Data under study Start Marker
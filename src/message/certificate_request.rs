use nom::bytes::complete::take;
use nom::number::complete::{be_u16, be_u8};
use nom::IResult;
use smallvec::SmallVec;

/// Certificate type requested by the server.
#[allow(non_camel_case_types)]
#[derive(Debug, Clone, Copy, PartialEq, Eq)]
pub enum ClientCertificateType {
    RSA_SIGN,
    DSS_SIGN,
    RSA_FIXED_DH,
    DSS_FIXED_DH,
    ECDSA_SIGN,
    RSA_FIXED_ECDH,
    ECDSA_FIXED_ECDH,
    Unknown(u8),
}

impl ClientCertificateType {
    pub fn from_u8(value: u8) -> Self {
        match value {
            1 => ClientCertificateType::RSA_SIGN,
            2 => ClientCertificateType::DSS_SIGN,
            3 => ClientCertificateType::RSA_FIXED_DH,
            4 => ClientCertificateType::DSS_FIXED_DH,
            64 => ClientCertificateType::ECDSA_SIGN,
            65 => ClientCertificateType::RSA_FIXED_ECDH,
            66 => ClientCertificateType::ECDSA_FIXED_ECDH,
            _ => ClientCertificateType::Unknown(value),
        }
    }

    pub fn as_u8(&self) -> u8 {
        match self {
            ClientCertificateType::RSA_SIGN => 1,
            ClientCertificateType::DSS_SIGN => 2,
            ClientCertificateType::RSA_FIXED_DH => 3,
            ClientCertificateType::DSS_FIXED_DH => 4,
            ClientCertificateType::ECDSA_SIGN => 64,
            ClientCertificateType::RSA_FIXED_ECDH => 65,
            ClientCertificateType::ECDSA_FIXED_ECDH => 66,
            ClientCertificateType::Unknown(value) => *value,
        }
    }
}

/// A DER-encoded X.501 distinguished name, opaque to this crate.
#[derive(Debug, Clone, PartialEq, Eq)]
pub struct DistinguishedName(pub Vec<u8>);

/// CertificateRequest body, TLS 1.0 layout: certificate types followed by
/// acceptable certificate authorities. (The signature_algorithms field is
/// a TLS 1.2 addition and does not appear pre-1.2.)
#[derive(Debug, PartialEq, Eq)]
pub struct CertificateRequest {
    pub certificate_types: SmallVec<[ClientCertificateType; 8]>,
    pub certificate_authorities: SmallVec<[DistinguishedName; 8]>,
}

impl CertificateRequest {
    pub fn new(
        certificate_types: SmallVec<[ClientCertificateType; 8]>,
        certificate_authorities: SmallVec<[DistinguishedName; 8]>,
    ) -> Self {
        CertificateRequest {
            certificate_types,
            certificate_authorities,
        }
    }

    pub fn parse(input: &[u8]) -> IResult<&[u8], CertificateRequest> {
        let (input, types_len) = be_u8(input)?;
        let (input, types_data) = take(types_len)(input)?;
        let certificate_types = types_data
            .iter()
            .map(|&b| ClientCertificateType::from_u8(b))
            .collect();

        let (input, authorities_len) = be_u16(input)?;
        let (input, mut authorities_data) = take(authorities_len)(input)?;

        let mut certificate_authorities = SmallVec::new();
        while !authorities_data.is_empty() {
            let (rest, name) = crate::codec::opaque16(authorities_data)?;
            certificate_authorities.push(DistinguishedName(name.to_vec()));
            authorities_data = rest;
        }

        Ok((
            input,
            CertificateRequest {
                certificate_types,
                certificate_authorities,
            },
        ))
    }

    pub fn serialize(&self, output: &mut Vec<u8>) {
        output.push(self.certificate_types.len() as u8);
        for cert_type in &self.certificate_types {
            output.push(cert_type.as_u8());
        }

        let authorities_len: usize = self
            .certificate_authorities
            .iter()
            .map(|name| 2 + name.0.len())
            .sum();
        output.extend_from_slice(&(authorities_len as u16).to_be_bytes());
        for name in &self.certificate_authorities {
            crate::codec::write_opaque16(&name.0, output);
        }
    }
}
Data under study End Marker
▶ [Required action]: Extract every line from the records above that contains the word "PartialEq".

▶ [Output for this exercise]:
#[derive(Debug, Clone, Copy, PartialEq, Eq)]
#[derive(Debug, Clone, PartialEq, Eq)]
#[derive(Debug, PartialEq, Eq)]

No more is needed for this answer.